[Mvapich-discuss] Failed to unpack MVAPICH-Plus RPM
Amit Ruhela
aruhela at tacc.utexas.edu
Tue Jan 14 13:48:15 EST 2025
Thanks Reyhan,
This sounds good to me.
Best Regards
Amit R
________________________________
From: Motlagh, Reyhan <motlagh.2 at osu.edu>
Sent: Tuesday, January 14, 2025 9:52 AM
To: Amit Ruhela <aruhela at tacc.utexas.edu>; Announcement about MVAPICH (MPI over InfiniBand, RoCE, Omni-Path, Slingshot, iWARP and EFA) Libraries developed at NBCL/OSU <mvapich-discuss at lists.osu.edu>; Panda, Dhabaleswar <panda at cse.ohio-state.edu>; You, Zhi-Qiang <zyou at osc.edu>
Subject: Re: Failed to unpack MVAPICH-Plus RPM
Hi,
Amit - We are working on documenting some commonly used deprecated envs and their replacements in our readthedocs, but a comprehensive list would be thousands of variables. Between our readthedocs<https://urldefense.com/v3/__https://mvapich-docs.readthedocs.io/en/latest/cvar.html__;!!KGKeukY!xa2HO6TnGc0hhJ6FGJg5hy5KSrSkT_YPHpndO2wy0qZBiev6Ig0Vfn6vdHRV-FTLKZHLQGDAf_fCoR5mVt8pgENYopQm6BsgZA$ >, “ucx_info -c”, and “fi_info -e” you should be able to see all available depending on the netmod used.

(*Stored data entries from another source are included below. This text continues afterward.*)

//! Financial type and ledger record models.

use chrono::{DateTime, Utc};
use rust_decimal::Decimal;
use serde::{Deserialize, Serialize};
use sqlx::FromRow;

/// Income category; a tax rate makes it taxable.
#[derive(Debug, Clone, PartialEq, Serialize, Deserialize, FromRow)]
pub struct FinancialType {
    pub id: i64,
    pub name: String,
    pub is_active: bool,
    pub tax_rate: Option<Decimal>,
}

/// Ledger transaction recording a change in what a contribution is worth.
#[derive(Debug, Clone, PartialEq, Serialize, Deserialize, FromRow)]
pub struct FinancialTrxn {
    pub id: i64,
    pub contribution_id: i64,
    pub total_amount: Decimal,
    pub net_amount: Decimal,
    pub currency: String,
    pub is_test: bool,
    pub trxn_date: DateTime<Utc>,
}

/// Audit item tying an amount change to a line item.
#[derive(Debug, Clone, PartialEq, Serialize, Deserialize, FromRow)]
pub struct FinancialItem {
    pub id: i64,
    pub line_item_id: i64,
    pub contact_id: i64,
    pub financial_type_id: i64,
    pub amount: Decimal,
    pub currency: String,
    pub description: String,
    pub is_tax: bool,
    pub created_utc: DateTime<Utc>,
}

/// Input for recording a financial item.
#[derive(Debug, Clone, PartialEq)]
pub struct CreateFinancialItem {
    pub line_item_id: i64,
    pub contact_id: i64,
    pub financial_type_id: i64,
    pub amount: Decimal,
    pub currency: String,
    pub description: String,
    pub is_tax: bool,
}

/// Result of reconciling a contribution with its line items.
#[derive(Debug, Clone, PartialEq, Serialize, Deserialize)]
pub struct ContributionAdjustment {
    pub contribution_id: i64,
    pub previous_total: Decimal,
    pub total_amount: Decimal,
    pub tax_amount: Decimal,
    pub net_amount: Decimal,
    pub balance: Decimal,
    pub contribution_status: String,
    pub trxn: Option<FinancialTrxn>,
}
//! Field schema for the line item edit form.

use rust_decimal::Decimal;
use serde::Serialize;
use std::collections::BTreeMap;

/// Editable attributes of a line item, in display order.
#[derive(Debug, Clone, Copy, PartialEq, Eq, Hash, Serialize)]
#[serde(rename_all = "snake_case")]
pub enum LineItemField {
    FinancialTypeId,
    Label,
    Qty,
    UnitPrice,
    LineTotal,
    TaxAmount,
    Currency,
}

impl LineItemField {
    pub const ALL: [LineItemField; 7] = [
        LineItemField::FinancialTypeId,
        LineItemField::Label,
        LineItemField::Qty,
        LineItemField::UnitPrice,
        LineItemField::LineTotal,
        LineItemField::TaxAmount,
        LineItemField::Currency,
    ];

    pub fn as_str(&self) -> &'static str {
        match self {
            LineItemField::FinancialTypeId => "financial_type_id",
            LineItemField::Label => "label",
            LineItemField::Qty => "qty",
            LineItemField::UnitPrice => "unit_price",
            LineItemField::LineTotal => "line_total",
            LineItemField::TaxAmount => "tax_amount",
            LineItemField::Currency => "currency",
        }
    }

    /// Untranslated field label.
    pub fn label(&self) -> &'static str {
        match self {
            LineItemField::FinancialTypeId => "Financial Type",
            LineItemField::Label => "Label",
            LineItemField::Qty => "Quantity",
            LineItemField::UnitPrice => "Unit Price",
            LineItemField::LineTotal => "Total amount",
            LineItemField::TaxAmount => "Tax Amount",
            LineItemField::Currency => "Currency",
        }
    }

    pub fn kind(&self) -> FieldKind {
        match self {
            LineItemField::FinancialTypeId => FieldKind::Select,
            LineItemField::Label => FieldKind::Text,
            LineItemField::Qty => FieldKind::Number,
            LineItemField::UnitPrice | LineItemField::TaxAmount => FieldKind::Money,
            LineItemField::LineTotal => FieldKind::Text,
            LineItemField::Currency => FieldKind::Display,
        }
    }

    /// Derived values the operator sees but never types.
    pub fn is_readonly(&self) -> bool {
        matches!(self, LineItemField::LineTotal | LineItemField::TaxAmount)
    }

    pub fn is_required(&self) -> bool {
        !matches!(self, LineItemField::TaxAmount | LineItemField::Currency)
    }

    /// Rendered as text beside the amounts rather than as an input.
    pub fn is_display_only(&self) -> bool {
        matches!(self, LineItemField::Currency)
    }
}

#[derive(Debug, Clone, Copy, PartialEq, Eq, Serialize)]
#[serde(rename_all = "snake_case")]
pub enum FieldKind {
    Text,
    Number,
    Money,
    Select,
    Display,
}

#[derive(Debug, Clone, PartialEq, Eq, Serialize)]
pub struct SelectOption {
    pub value: i64,
    pub label: String,
}

/// One rendered input.
#[derive(Debug, Clone, PartialEq, Serialize)]
pub struct FieldSpec {
    pub name: LineItemField,
    pub label: String,
    pub kind: FieldKind,
    pub required: bool,
    pub readonly: bool,
    /// Shown with its value but not editable.
    pub frozen: bool,
    #[serde(skip_serializing_if = "Option::is_none")]
    pub size: Option<u32>,
    #[serde(skip_serializing_if = "Option::is_none")]
    pub maxlength: Option<u32>,
    #[serde(skip_serializing_if = "Vec::is_empty")]
    pub options: Vec<SelectOption>,
}

impl FieldSpec {
    pub fn new(name: LineItemField, label: String) -> Self {
        Self {
            name,
            label,
            kind: name.kind(),
            required: name.is_required(),
            readonly: name.is_readonly(),
            frozen: false,
            size: None,
            maxlength: None,
            options: Vec::new(),
        }
    }

    /// Whether the operator can change this field.
    pub fn is_editable(&self) -> bool {
        !self.readonly && !self.frozen
    }
}

#[derive(Debug, Clone, Copy, PartialEq, Eq, Serialize)]
#[serde(rename_all = "snake_case")]
pub enum ButtonKind {
    Submit,
    Cancel,
}

#[derive(Debug, Clone, PartialEq, Eq, Serialize)]
pub struct Button {
    pub kind: ButtonKind,
    pub name: String,
    pub is_default: bool,
}

/// Everything the rendering layer needs to draw the form.
#[derive(Debug, Clone, PartialEq, Serialize)]
pub struct FormLayout {
    pub fields: Vec<FieldSpec>,
    pub field_names: Vec<LineItemField>,
    pub currency_symbol: String,
    /// Tax rate by financial type id, for client-side recalculation.
    pub tax_rates: BTreeMap<i64, Decimal>,
    pub is_tax_enabled: bool,
    pub buttons: Vec<Button>,
}

impl FormLayout {
    pub fn field(&self, name: LineItemField) -> Option<&FieldSpec> {
        self.fields.iter().find(|f| f.name == name)
    }
}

Karen and ZQ – Thanks! I’m able to login now, we’re looking into the issue.
Reyhan
From: Amit Ruhela <aruhela at tacc.utexas.edu>
Date: Tuesday, January 14, 2025 at 10:01 AM
To: Motlagh, Reyhan <motlagh.2 at osu.edu>, Announcement about MVAPICH (MPI over InfiniBand, RoCE, Omni-Path, Slingshot, iWARP and EFA) Libraries developed at NBCL/OSU <mvapich-discuss at lists.osu.edu>, Panda, Dhabaleswar <panda at cse.ohio-state.edu>, You, Zhi-Qiang <zyou at osc.edu>
Subject: Re: Failed to unpack MVAPICH-Plus RPM
Hi Reyhan, Is it possible to get a matrix listing environment variables that have been deprecated and what environment variables replace/recommended for the older ones? Thanks Amit Ruhela From: Mvapich-discuss <mvapich-discuss-bounces+aruhela=tacc. utexas. edu@ lists. osu. edu>
Hi Reyhan,
Is it possible to get a matrix listing environment variables that have been deprecated and what environment variables replace/recommended for the older ones?
Thanks
Amit Ruhela
________________________________
From: Mvapich-discuss <mvapich-discuss-bounces+aruhela=tacc.utexas.edu at lists.osu.edu> on behalf of You, Zhi-Qiang via Mvapich-discuss <mvapich-discuss at lists.osu.edu>
Sent: Monday, January 13, 2025 5:15 PM
To: Motlagh, Reyhan <motlagh.2 at osu.edu>; Announcement about MVAPICH (MPI over InfiniBand, RoCE, Omni-Path, Slingshot, iWARP and EFA) Libraries developed at NBCL/OSU <mvapich-discuss at lists.osu.edu>; Panda, Dhabaleswar <panda at cse.ohio-state.edu>
Subject: Re: [Mvapich-discuss] Failed to unpack MVAPICH-Plus RPM
Hi Reyhan,
Thank you for the prompt reply. I have tested the new RPM but the issue remains.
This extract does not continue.